Exercise requirements
Once the line with "filename src/api/mod.rs" is found in the entries below, repeat it and each following line exactly, up to and including the line with "use tower::ServiceBuilder;". Add no other lines.

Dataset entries
*** Begin section ***
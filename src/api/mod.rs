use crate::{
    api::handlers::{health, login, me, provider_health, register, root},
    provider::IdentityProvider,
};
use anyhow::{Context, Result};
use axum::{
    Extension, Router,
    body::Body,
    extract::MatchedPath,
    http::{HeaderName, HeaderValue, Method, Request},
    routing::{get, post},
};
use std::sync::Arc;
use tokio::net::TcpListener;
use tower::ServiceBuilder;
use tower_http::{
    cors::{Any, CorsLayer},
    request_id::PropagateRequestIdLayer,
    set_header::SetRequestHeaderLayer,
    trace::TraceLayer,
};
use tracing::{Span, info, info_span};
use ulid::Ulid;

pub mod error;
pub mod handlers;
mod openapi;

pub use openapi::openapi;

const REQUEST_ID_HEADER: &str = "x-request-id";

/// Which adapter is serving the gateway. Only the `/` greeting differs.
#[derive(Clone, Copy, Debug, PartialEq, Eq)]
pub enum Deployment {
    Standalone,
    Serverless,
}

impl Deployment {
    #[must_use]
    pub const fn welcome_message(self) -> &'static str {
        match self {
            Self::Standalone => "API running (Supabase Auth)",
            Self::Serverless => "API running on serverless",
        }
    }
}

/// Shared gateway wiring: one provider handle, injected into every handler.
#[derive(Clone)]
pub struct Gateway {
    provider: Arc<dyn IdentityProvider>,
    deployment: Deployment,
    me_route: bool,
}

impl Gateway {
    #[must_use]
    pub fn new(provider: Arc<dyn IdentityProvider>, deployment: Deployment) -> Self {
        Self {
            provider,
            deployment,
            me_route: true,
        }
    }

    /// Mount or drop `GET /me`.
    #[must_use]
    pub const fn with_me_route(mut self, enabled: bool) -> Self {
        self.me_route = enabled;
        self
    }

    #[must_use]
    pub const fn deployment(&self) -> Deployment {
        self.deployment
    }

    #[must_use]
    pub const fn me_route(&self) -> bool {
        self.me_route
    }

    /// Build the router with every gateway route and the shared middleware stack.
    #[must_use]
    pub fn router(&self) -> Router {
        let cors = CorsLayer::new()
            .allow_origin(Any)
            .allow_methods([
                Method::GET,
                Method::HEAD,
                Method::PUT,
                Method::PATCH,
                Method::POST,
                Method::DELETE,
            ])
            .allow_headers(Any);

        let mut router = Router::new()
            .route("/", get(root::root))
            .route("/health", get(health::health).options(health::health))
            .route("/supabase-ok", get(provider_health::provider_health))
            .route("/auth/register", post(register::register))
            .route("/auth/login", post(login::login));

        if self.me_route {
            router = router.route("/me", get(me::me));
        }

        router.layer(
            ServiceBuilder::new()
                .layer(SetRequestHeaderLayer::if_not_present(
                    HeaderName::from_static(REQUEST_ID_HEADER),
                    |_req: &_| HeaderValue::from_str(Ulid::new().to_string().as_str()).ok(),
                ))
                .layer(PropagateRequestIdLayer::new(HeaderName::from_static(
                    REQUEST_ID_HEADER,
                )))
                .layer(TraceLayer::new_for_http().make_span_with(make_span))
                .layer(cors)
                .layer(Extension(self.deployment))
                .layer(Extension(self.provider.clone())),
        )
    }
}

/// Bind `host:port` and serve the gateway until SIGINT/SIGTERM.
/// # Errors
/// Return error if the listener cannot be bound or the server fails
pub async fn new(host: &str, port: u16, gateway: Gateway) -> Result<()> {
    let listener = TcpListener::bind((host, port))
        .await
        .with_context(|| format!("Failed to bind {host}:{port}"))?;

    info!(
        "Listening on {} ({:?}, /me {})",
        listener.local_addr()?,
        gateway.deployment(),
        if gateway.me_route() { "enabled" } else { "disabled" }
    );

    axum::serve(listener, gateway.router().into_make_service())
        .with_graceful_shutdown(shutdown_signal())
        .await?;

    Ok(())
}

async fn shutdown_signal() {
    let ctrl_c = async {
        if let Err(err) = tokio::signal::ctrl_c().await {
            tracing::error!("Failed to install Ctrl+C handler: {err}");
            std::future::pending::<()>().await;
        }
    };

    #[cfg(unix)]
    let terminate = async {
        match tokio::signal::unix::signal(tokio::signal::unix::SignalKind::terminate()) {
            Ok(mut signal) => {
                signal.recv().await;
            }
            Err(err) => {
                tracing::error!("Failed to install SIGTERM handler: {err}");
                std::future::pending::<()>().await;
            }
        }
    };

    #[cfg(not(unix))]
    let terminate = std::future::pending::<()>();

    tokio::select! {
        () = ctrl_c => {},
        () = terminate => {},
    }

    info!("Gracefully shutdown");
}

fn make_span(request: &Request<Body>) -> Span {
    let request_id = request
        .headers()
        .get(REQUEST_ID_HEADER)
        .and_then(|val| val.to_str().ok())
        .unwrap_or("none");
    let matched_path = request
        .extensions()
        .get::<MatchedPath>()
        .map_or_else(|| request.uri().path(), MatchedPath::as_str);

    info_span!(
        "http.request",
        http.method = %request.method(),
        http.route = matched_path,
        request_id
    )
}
*** End section ***
*** Begin section ***
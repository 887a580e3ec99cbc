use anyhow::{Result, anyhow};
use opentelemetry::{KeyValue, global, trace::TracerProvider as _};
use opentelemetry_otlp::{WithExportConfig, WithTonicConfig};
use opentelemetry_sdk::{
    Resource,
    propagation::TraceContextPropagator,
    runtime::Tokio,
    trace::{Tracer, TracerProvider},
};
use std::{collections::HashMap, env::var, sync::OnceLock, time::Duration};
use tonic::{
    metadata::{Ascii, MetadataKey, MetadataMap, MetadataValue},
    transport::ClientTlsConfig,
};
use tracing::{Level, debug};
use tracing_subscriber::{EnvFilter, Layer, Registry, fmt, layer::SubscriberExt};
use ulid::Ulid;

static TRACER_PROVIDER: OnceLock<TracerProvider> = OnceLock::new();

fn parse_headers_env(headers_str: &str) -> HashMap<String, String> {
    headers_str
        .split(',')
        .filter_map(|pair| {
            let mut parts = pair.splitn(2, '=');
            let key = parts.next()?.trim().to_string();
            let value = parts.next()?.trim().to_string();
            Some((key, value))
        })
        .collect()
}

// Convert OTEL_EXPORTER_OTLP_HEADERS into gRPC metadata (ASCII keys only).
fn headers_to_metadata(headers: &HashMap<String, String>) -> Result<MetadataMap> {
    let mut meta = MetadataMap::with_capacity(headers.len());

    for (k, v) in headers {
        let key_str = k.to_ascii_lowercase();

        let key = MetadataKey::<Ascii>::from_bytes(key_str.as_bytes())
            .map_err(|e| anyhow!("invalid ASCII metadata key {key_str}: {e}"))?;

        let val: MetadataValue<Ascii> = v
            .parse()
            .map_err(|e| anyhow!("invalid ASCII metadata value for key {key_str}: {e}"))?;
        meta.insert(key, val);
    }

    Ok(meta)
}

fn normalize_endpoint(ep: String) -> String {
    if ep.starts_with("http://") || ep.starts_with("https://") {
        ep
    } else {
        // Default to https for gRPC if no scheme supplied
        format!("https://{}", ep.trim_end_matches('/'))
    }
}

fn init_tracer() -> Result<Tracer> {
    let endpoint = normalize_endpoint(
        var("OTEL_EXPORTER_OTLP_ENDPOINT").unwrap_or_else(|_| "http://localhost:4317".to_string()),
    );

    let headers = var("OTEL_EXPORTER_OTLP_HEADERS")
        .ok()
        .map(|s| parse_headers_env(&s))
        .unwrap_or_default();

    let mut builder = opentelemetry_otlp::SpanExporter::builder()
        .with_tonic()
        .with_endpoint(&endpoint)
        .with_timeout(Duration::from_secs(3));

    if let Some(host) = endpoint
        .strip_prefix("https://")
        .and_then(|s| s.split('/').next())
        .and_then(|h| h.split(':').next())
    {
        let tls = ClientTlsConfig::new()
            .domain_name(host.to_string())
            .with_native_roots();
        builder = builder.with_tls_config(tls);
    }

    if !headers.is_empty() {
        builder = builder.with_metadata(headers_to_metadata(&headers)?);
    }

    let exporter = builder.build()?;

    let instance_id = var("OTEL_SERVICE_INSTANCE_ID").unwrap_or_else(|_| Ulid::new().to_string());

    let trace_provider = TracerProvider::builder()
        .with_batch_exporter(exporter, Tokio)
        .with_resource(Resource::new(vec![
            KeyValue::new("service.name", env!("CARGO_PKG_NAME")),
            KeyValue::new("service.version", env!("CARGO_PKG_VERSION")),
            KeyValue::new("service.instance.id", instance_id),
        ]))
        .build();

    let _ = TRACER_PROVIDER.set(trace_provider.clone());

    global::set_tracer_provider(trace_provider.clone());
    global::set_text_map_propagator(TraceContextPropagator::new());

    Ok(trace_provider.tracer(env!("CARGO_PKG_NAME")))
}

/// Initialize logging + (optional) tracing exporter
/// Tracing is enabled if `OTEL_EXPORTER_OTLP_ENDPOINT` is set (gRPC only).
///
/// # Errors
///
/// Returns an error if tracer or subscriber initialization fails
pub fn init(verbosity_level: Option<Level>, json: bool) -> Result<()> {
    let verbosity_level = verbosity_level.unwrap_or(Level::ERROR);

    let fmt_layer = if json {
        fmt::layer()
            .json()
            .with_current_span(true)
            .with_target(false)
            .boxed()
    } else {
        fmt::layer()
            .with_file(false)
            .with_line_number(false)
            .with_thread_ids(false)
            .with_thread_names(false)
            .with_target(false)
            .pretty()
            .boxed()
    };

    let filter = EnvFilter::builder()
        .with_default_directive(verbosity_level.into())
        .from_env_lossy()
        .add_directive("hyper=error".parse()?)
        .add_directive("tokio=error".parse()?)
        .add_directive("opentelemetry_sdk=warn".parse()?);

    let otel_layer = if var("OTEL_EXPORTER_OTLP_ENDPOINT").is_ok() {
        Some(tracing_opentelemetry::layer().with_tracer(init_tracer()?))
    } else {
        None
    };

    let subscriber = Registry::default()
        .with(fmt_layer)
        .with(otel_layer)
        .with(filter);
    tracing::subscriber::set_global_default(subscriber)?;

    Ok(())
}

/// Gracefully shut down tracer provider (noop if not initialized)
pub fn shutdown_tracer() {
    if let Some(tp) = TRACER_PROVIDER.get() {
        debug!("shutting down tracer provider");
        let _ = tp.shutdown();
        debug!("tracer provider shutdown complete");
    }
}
*** End section ***
*** Begin section ***
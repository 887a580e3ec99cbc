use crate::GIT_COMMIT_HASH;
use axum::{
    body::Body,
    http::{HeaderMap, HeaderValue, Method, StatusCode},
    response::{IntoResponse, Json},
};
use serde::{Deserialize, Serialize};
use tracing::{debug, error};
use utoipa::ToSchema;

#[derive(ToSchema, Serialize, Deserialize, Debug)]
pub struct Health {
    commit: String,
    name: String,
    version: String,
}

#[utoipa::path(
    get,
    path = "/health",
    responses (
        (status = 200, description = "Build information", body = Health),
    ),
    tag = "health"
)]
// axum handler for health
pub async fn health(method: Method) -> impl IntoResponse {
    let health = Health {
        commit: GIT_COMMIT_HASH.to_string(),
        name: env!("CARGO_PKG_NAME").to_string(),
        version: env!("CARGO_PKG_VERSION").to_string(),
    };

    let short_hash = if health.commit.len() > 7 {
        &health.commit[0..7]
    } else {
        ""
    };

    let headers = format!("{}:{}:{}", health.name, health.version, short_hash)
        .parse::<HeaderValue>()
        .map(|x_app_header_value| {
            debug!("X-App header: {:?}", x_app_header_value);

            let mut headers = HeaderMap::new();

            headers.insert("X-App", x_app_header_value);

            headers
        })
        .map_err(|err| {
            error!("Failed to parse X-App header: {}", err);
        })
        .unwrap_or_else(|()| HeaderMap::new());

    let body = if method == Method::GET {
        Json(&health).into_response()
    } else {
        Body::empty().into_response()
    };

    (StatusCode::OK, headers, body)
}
*** End section ***
Written response
filename src/api/mod.rs
use crate::{
    api::handlers::{health, login, me, provider_health, register, root},
    provider::IdentityProvider,
};
use anyhow::{Context, Result};
use axum::{
    Extension, Router,
    body::Body,
    extract::MatchedPath,
    http::{HeaderName, HeaderValue, Method, Request},
    routing::{get, post},
};
use std::sync::Arc;
use tokio::net::TcpListener;
use tower::ServiceBuilder;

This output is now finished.